use std::sync::{Mutex, MutexGuard};

use log::debug;
use tokio::sync::Notify;

use super::cancel::CancelContext;
use crate::schema::RecordSequence;

/// Per-worker cell of the current round.
///
/// Written only by its own worker, read only by the aggregator during a
/// drain. `retired` marks a worker that exited for good: its slot stays
/// ready (and failed) across resets so later rounds never wait for it.
#[derive(Debug, Clone, Default, PartialEq, Eq)]
pub struct RoundSlot {
    pub ready: bool,
    pub failed: bool,
    pub retired: bool,
    pub payload: RecordSequence,
}

/// Why `wait_round` returned.
#[derive(Debug, Clone, Copy, PartialEq, Eq)]
pub enum RoundOutcome {
    /// Every slot is ready; the round can be drained.
    Complete,
    /// The round stop flag was raised before completion.
    Cancelled,
    /// Every worker retired; no round can ever carry data again.
    Exhausted,
}

struct RoundTable {
    slots: Vec<RoundSlot>,
    round: u64,
}

/// Round synchronization point between the workers and the aggregator.
///
/// One mutex guards the slot table; one `Notify` plays the role of the
/// condition variable for both sides:
/// - workers wait on it for their slot to be drained
/// - the aggregator waits on it for all slots to become ready
///
/// The lock is never held across an await. Waiters arm the notification
/// before checking their predicate, so a wake-up between check and park is
/// not lost.
///
/// One instance per run.
pub struct RoundBarrier {
    table: Mutex<RoundTable>,
    changed: Notify,
}

impl RoundBarrier {
    pub fn new(workers: usize) -> Self {
        Self {
            table: Mutex::new(RoundTable {
                slots: vec![RoundSlot::default(); workers],
                round: 0,
            }),
            changed: Notify::new(),
        }
    }

    fn lock(&self) -> MutexGuard<'_, RoundTable> {
        // slot writes are single assignments, a panicked holder cannot leave
        // a slot half-written
        self.table.lock().unwrap_or_else(|e| e.into_inner())
    }

    pub fn len(&self) -> usize {
        self.lock().slots.len()
    }

    pub fn is_empty(&self) -> bool {
        self.len() == 0
    }

    /// Number of rounds drained so far.
    pub fn round(&self) -> u64 {
        self.lock().round
    }

    pub fn is_ready(&self, id: usize) -> bool {
        self.lock().slots.get(id).is_some_and(|s| s.ready)
    }

    /// Copy of one slot, for inspection.
    pub fn slot(&self, id: usize) -> Option<RoundSlot> {
        self.lock().slots.get(id).cloned()
    }

    /// Publishes a successful round for worker `id`.
    ///
    /// Returns `false` (and writes nothing) when the slot still holds a
    /// round the aggregator has not drained, or when the worker is retired.
    pub fn publish(&self, id: usize, payload: RecordSequence) -> bool {
        let written = {
            let mut table = self.lock();
            match table.slots.get_mut(id) {
                Some(slot) if !slot.ready => {
                    slot.payload = payload;
                    slot.failed = false;
                    slot.ready = true;
                    true
                }
                _ => false,
            }
        };

        if written {
            self.changed.notify_waiters();
        }
        written
    }

    /// Marks this round of worker `id` as failed (ready, no data).
    pub fn fail_round(&self, id: usize) -> bool {
        let written = {
            let mut table = self.lock();
            match table.slots.get_mut(id) {
                Some(slot) if !slot.ready => {
                    slot.payload.clear();
                    slot.failed = true;
                    slot.ready = true;
                    true
                }
                _ => false,
            }
        };

        if written {
            self.changed.notify_waiters();
        }
        written
    }

    /// Permanently marks worker `id` as failed.
    pub fn retire(&self, id: usize) {
        {
            let mut table = self.lock();
            if let Some(slot) = table.slots.get_mut(id) {
                slot.payload.clear();
                slot.failed = true;
                slot.retired = true;
                slot.ready = true;
            }
        }
        self.changed.notify_waiters();
    }

    fn outcome(&self) -> Option<RoundOutcome> {
        let table = self.lock();
        if !table.slots.is_empty() && table.slots.iter().all(|s| s.retired) {
            return Some(RoundOutcome::Exhausted);
        }
        if table.slots.iter().all(|s| s.ready) {
            return Some(RoundOutcome::Complete);
        }
        None
    }

    /// Waits until every slot is ready, or until the round is stopped.
    ///
    /// Cancellation wins ties: once the round stop flag is up, a complete
    /// round is reported as `Cancelled`.
    pub async fn wait_round(&self, cancel: &CancelContext) -> RoundOutcome {
        loop {
            let changed = self.changed.notified();
            tokio::pin!(changed);
            changed.as_mut().enable();

            if cancel.workers_should_stop() {
                return RoundOutcome::Cancelled;
            }
            if let Some(outcome) = self.outcome() {
                return outcome;
            }

            tokio::select! {
                _ = &mut changed => {}
                _ = cancel.stopped() => return RoundOutcome::Cancelled,
            }
        }
    }

    /// Takes every slot's content and opens the next round.
    ///
    /// Readiness is reset under the same lock that reads the payloads, so
    /// no worker can publish round N+1 into a slot before round N is out.
    /// Retired slots stay ready and failed.
    pub fn drain(&self) -> Vec<RoundSlot> {
        let drained = {
            let mut table = self.lock();
            let drained: Vec<RoundSlot> = table
                .slots
                .iter_mut()
                .map(|slot| {
                    let taken = RoundSlot {
                        ready: slot.ready,
                        failed: slot.failed,
                        retired: slot.retired,
                        payload: std::mem::take(&mut slot.payload),
                    };
                    if !slot.retired {
                        slot.ready = false;
                        slot.failed = false;
                    }
                    taken
                })
                .collect();
            table.round += 1;
            debug!("round {} drained", table.round);
            drained
        };

        self.changed.notify_waiters();
        drained
    }

    /// Waits until worker `id` may publish again (its slot was drained).
    ///
    /// Returns `false` if the workers were told to stop first.
    pub async fn wait_slot_open(&self, id: usize, cancel: &CancelContext) -> bool {
        loop {
            let changed = self.changed.notified();
            tokio::pin!(changed);
            changed.as_mut().enable();

            if cancel.workers_should_stop() {
                return false;
            }
            if !self.is_ready(id) {
                return true;
            }

            tokio::select! {
                _ = &mut changed => {}
                _ = cancel.stopped() => return false,
            }
        }
    }
}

#### Your task:
All of the entries above are to be printed again exactly.

#### Your response:
use std::sync::{Mutex, MutexGuard};

use log::debug;
use tokio::sync::Notify;

use super::cancel::CancelContext;
use crate::schema::RecordSequence;

/// Per-worker cell of the current round.
///
/// Written only by its own worker, read only by the aggregator during a
/// drain. `retired` marks a worker that exited for good: its slot stays
/// ready (and failed) across resets so later rounds never wait for it.
#[derive(Debug, Clone, Default, PartialEq, Eq)]
pub struct RoundSlot {
    pub ready: bool,
    pub failed: bool,
    pub retired: bool,
    pub payload: RecordSequence,
}

/// Why `wait_round` returned.
#[derive(Debug, Clone, Copy, PartialEq, Eq)]
pub enum RoundOutcome {
    /// Every slot is ready; the round can be drained.
    Complete,
    /// The round stop flag was raised before completion.
    Cancelled,
    /// Every worker retired; no round can ever carry data again.
    Exhausted,
}

struct RoundTable {
    slots: Vec<RoundSlot>,
    round: u64,
}

/// Round synchronization point between the workers and the aggregator.
///
/// One mutex guards the slot table; one `Notify` plays the role of the
/// condition variable for both sides:
/// - workers wait on it for their slot to be drained
/// - the aggregator waits on it for all slots to become ready
///
/// The lock is never held across an await. Waiters arm the notification
/// before checking their predicate, so a wake-up between check and park is
/// not lost.
///
/// One instance per run.
pub struct RoundBarrier {
    table: Mutex<RoundTable>,
    changed: Notify,
}

impl RoundBarrier {
    pub fn new(workers: usize) -> Self {
        Self {
            table: Mutex::new(RoundTable {
                slots: vec![RoundSlot::default(); workers],
                round: 0,
            }),
            changed: Notify::new(),
        }
    }

    fn lock(&self) -> MutexGuard<'_, RoundTable> {
        // slot writes are single assignments, a panicked holder cannot leave
        // a slot half-written
        self.table.lock().unwrap_or_else(|e| e.into_inner())
    }

    pub fn len(&self) -> usize {
        self.lock().slots.len()
    }

    pub fn is_empty(&self) -> bool {
        self.len() == 0
    }

    /// Number of rounds drained so far.
    pub fn round(&self) -> u64 {
        self.lock().round
    }

    pub fn is_ready(&self, id: usize) -> bool {
        self.lock().slots.get(id).is_some_and(|s| s.ready)
    }

    /// Copy of one slot, for inspection.
    pub fn slot(&self, id: usize) -> Option<RoundSlot> {
        self.lock().slots.get(id).cloned()
    }

    /// Publishes a successful round for worker `id`.
    ///
    /// Returns `false` (and writes nothing) when the slot still holds a
    /// round the aggregator has not drained, or when the worker is retired.
    pub fn publish(&self, id: usize, payload: RecordSequence) -> bool {
        let written = {
            let mut table = self.lock();
            match table.slots.get_mut(id) {
                Some(slot) if !slot.ready => {
                    slot.payload = payload;
                    slot.failed = false;
                    slot.ready = true;
                    true
                }
                _ => false,
            }
        };

        if written {
            self.changed.notify_waiters();
        }
        written
    }

    /// Marks this round of worker `id` as failed (ready, no data).
    pub fn fail_round(&self, id: usize) -> bool {
        let written = {
            let mut table = self.lock();
            match table.slots.get_mut(id) {
                Some(slot) if !slot.ready => {
                    slot.payload.clear();
                    slot.failed = true;
                    slot.ready = true;
                    true
                }
                _ => false,
            }
        };

        if written {
            self.changed.notify_waiters();
        }
        written
    }

    /// Permanently marks worker `id` as failed.
    pub fn retire(&self, id: usize) {
        {
            let mut table = self.lock();
            if let Some(slot) = table.slots.get_mut(id) {
                slot.payload.clear();
                slot.failed = true;
                slot.retired = true;
                slot.ready = true;
            }
        }
        self.changed.notify_waiters();
    }

    fn outcome(&self) -> Option<RoundOutcome> {
        let table = self.lock();
        if !table.slots.is_empty() && table.slots.iter().all(|s| s.retired) {
            return Some(RoundOutcome::Exhausted);
        }
        if table.slots.iter().all(|s| s.ready) {
            return Some(RoundOutcome::Complete);
        }
        None
    }

    /// Waits until every slot is ready, or until the round is stopped.
    ///
    /// Cancellation wins ties: once the round stop flag is up, a complete
    /// round is reported as `Cancelled`.
    pub async fn wait_round(&self, cancel: &CancelContext) -> RoundOutcome {
        loop {
            let changed = self.changed.notified();
            tokio::pin!(changed);
            changed.as_mut().enable();

            if cancel.workers_should_stop() {
                return RoundOutcome::Cancelled;
            }
            if let Some(outcome) = self.outcome() {
                return outcome;
            }

            tokio::select! {
                _ = &mut changed => {}
                _ = cancel.stopped() => return RoundOutcome::Cancelled,
            }
        }
    }

    /// Takes every slot's content and opens the next round.
    ///
    /// Readiness is reset under the same lock that reads the payloads, so
    /// no worker can publish round N+1 into a slot before round N is out.
    /// Retired slots stay ready and failed.
    pub fn drain(&self) -> Vec<RoundSlot> {
        let drained = {
            let mut table = self.lock();
            let drained: Vec<RoundSlot> = table
                .slots
                .iter_mut()
                .map(|slot| {
                    let taken = RoundSlot {
                        ready: slot.ready,
                        failed: slot.failed,
                        retired: slot.retired,
                        payload: std::mem::take(&mut slot.payload),
                    };
                    if !slot.retired {
                        slot.ready = false;
                        slot.failed = false;
                    }
                    taken
                })
                .collect();
            table.round += 1;
            debug!("round {} drained", table.round);
            drained
        };

        self.changed.notify_waiters();
        drained
    }

    /// Waits until worker `id` may publish again (its slot was drained).
    ///
    /// Returns `false` if the workers were told to stop first.
    pub async fn wait_slot_open(&self, id: usize, cancel: &CancelContext) -> bool {
        loop {
            let changed = self.changed.notified();
            tokio::pin!(changed);
            changed.as_mut().enable();

            if cancel.workers_should_stop() {
                return false;
            }
            if !self.is_ready(id) {
                return true;
            }

            tokio::select! {
                _ = &mut changed => {}
                _ = cancel.stopped() => return false,
            }
        }
    }
}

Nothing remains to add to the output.